• HOW TO COMPLETE THIS TASK:
Gather every line in the records below that contains the word "serde".

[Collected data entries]
Content starts
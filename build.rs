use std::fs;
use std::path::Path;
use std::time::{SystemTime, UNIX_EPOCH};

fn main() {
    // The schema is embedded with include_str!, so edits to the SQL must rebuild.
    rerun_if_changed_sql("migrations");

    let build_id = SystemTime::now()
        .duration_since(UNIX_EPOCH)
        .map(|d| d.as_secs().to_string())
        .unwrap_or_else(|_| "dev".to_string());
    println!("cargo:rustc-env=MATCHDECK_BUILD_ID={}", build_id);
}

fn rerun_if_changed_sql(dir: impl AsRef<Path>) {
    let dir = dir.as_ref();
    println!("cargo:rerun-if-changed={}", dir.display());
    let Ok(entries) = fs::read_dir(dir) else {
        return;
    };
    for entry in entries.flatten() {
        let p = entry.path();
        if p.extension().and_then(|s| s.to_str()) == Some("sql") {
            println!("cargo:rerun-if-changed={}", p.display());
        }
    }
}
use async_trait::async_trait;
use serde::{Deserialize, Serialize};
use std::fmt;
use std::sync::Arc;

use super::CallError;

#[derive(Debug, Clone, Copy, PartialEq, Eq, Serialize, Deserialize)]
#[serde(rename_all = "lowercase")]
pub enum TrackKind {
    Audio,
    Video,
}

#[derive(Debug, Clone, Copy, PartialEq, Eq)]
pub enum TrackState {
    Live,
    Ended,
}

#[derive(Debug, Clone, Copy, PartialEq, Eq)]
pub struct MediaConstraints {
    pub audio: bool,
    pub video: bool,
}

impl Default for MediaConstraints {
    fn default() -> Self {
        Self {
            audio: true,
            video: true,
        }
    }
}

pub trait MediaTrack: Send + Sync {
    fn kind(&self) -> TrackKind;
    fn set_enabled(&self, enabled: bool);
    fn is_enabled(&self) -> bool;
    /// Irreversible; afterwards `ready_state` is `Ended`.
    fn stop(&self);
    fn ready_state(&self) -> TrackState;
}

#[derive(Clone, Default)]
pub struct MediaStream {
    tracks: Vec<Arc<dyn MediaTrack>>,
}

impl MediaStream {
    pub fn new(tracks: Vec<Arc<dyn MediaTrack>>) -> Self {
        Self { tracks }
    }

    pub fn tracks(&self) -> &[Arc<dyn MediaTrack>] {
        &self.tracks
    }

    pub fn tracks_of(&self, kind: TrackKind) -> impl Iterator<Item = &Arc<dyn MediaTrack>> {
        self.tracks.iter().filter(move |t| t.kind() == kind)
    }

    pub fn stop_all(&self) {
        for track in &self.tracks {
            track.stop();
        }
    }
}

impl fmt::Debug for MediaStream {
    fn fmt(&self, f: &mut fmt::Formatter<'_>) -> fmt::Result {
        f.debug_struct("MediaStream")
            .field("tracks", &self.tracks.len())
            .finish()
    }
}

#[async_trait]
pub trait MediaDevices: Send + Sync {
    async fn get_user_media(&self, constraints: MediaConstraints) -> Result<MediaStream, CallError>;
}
Content ends
• EXPECTED ANSWER:
use serde::{Deserialize, Serialize};
#[serde(rename_all = "lowercase")]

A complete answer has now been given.